The norms of customs are the rules of behavior that have become a habit as a result of their repeated repetition. The implementation of the usual norms is ensured by the force of habit. Customs of moral content are called morals. Traditions that express the desire of people to preserve certain ideas, values, and useful forms of behavior are considered a kind of customs. Another type of customs is rituals that regulate the behavior of people in the household, family and religious spheres.

Corporate code refers to the rules of conduct established by community organizations. Their implementation is ensured by the inner conviction of the members of these organizations, as well as by the public associations themselves.

Religious norms are understood as rules of conduct contained in various sacred books or established by the church. The implementation of this type of social norms is ensured by the inner convictions of people and the activities of the church.

Legal norms are the rules of conduct established or sanctioned by the state, the church new norms are the rights imposed or sanctioned by the state, and sometimes directly by the people, the implementation of which is ensured by the authority and coercive power of the state.

Different types of social norms did not appear at the same time, but one after the other, as necessary.

With the development of society, they became more and more complicated.

Scientists suggest that rituals were the first type of social norms that arose in primitive society? A ritual is a rule of behavior in which the most important thing is a strictly predetermined form of its execution. The content of the ritual itself is not so important - it is its form that matters. Many events in the life of primitive people were accompanied by rituals. We are aware of the existence of rituals of sending fellow tribesmen off to hunt, assuming the office of a leader, presenting gifts to leaders, etc. Somewhat later, rituals began to be distinguished in ritual actions. Rituals were rules of conduct that consisted of performing some symbolic actions. Unlike rituals, they pursued certain ideological (educational) goals and had a deeper impact on the human psyche.

The next social norms, which were an indicator of a new, higher stage of human development, were the customs. Customs governed almost all aspects of life in primitive society.

Another type of social norms that arose in the era of primitiveness were religious norms. Primitive man, realizing his weakness before the forces of nature, attributed divine power to the latter. Initially, the object of religious admiration was a real-life object - a fetish. Then a person began to worship some kind of animal or plant - a totem, seeing in the latter his ancestor and protector. Then totemism was replaced by animism (from the Latin “anima” - soul), that is, belief in spirits, soul, or the universal spirituality of nature. Many scientists believe that it was animism that became the basis for the emergence of modern religions: over time, people identified several special ones among supernatural beings - the gods. This is how the first polytheistic (pagan) religions appeared, and then monotheistic religions.

Parallel to the emergence of norms of customs and religion in primitive society, moral norms were also formed. It is impossible to determine the time of their occurrence. We can only say that morality appears together with human society and is one of the most important social regulators.

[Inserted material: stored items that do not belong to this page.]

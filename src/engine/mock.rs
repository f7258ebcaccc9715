//! Mock IO engine for tests
//!
//! Records every request without touching storage and can inject a failure
//! at a chosen request index, which lets tests assert on the fail-fast
//! behavior of the worker loop without terminating the test process.

use super::{IOEngine, OperationType};
use crate::Result;
use std::os::unix::io::RawFd;

/// One request as seen by the mock engine
#[derive(Debug, Clone, Copy, PartialEq, Eq)]
pub struct RecordedOp {
    pub op_type: OperationType,
    pub offset: u64,
    pub length: usize,
}

/// In-memory engine recording submitted operations
pub struct MockEngine {
    /// All requests in submission order
    pub ops: Vec<RecordedOp>,
    /// Fail the request with this zero-based index, if set
    fail_at: Option<usize>,
}

impl MockEngine {
    /// Create a mock engine that completes every request
    pub fn new() -> Self {
        Self {
            ops: Vec::new(),
            fail_at: None,
        }
    }

    /// Create a mock engine that fails the `index`-th request
    pub fn failing_at(index: usize) -> Self {
        Self {
            ops: Vec::new(),
            fail_at: Some(index),
        }
    }

    fn record(&mut self, op_type: OperationType, offset: u64, length: usize) -> Result<usize> {
        if self.fail_at == Some(self.ops.len()) {
            let err = std::io::Error::from_raw_os_error(libc::EIO);
            return Err(anyhow::Error::new(err)
                .context(format!("injected {} failure at offset {}", op_type, offset)));
        }
        self.ops.push(RecordedOp {
            op_type,
            offset,
            length,
        });
        Ok(length)
    }
}

impl Default for MockEngine {
    fn default() -> Self {
        Self::new()
    }
}

impl IOEngine for MockEngine {
    fn read_at(&mut self, _fd: RawFd, buffer: &mut [u8], offset: u64) -> Result<usize> {
        self.record(OperationType::Read, offset, buffer.len())
    }

    fn write_at(&mut self, _fd: RawFd, buffer: &[u8], offset: u64) -> Result<usize> {
        self.record(OperationType::Write, offset, buffer.len())
    }
}

#[cfg(test)]
mod tests {
    use super::*;

    #[test]
    fn test_mock_records_operations() {
        let mut engine = MockEngine::new();
        let mut buf = [0u8; 4096];

        engine.read_at(3, &mut buf, 0).unwrap();
        engine.write_at(3, &buf, 4096).unwrap();

        assert_eq!(engine.ops.len(), 2);
        assert_eq!(engine.ops[0].op_type, OperationType::Read);
        assert_eq!(engine.ops[1].op_type, OperationType::Write);
        assert_eq!(engine.ops[1].offset, 4096);
        assert_eq!(engine.ops[1].length, 4096);
    }

    #[test]
    fn test_mock_injected_failure() {
        let mut engine = MockEngine::failing_at(1);
        let mut buf = [0u8; 512];

        assert!(engine.read_at(3, &mut buf, 0).is_ok());
        let err = engine.read_at(3, &mut buf, 512).unwrap_err();
        // The injected error carries EIO so callers can surface an OS code
        let io_err = err
            .chain()
            .find_map(|cause| cause.downcast_ref::<std::io::Error>())
            .expect("io::Error in chain");
        assert_eq!(io_err.raw_os_error(), Some(libc::EIO));
    }
}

During the emergence of the state, the first norms of law appear.

Finally, corporate norms are the last to emerge.

All social norms have common features. They are rules of conduct of a general nature, that is, they are designed for repeated use, and operate continuously in time with respect to a personally indefinite circle of persons. In addition, social norms are characterized by such features as procedurality and sanction. The procedural nature of social norms means the existence of a detailed regulated order (procedure) for their implementation. The sanction reflects the fact that each of the types of social norms has a certain mechanism for the implementation of their prescriptions.

Social norms define the boundaries of permissible behavior of people in relation to the specific conditions of their life. As already mentioned above, compliance with these norms is usually ensured by the inner convictions of people or by applying to them social rewards and social punishments in the form of so-called social sanctions.

Social sanction is usually understood as the reaction of a society or social group to the behavior of an individual in a socially significant situation. By their content, sanctions can be positive (encouraging) and negative (punishing). They also distinguish between formal (coming from official organizations) and informal (coming from unofficial organizations) sanctions. Social sanctions play a key role in the system of social control, rewarding members of society for fulfilling social norms or punishing deviations from the latter, that is, for deviance.

Deviant (deviant) is a behavior that does not meet the requirements of social norms. Sometimes such deviations can be positive and lead to positive consequences. Thus, the famous sociologist E. Durkheim believed that deviation helps society to get a more complete picture of the diversity of social norms, leads to their improvement, promotes social change, revealing alternatives to existing norms. In most cases, however, deviant behavior is spoken of as a negative social phenomenon that harms society. Moreover, in a narrow sense, deviant behavior means such deviations that do not entail criminal punishment, are not crimes. The totality of the individual's criminal actions has a special name in sociology - delinquent (literally, criminal) behavior.

Based on the goals and focus of deviant behavior, destructive and asocial types are distinguished. The first type includes deviations that harm the person himself (alcoholism, suicide, drug addiction, etc.), the second - behavior that harms communities of people (violation of the rules of conduct in public places, violation of labor discipline, etc.).

Investigating the causes of deviant behavior, scientists - sociologists drew attention to the fact that both deviant and delinquent behavior are widespread in societies undergoing a transformation of the social system. Moreover, in the context of a general crisis of society, such behavior can acquire a total character.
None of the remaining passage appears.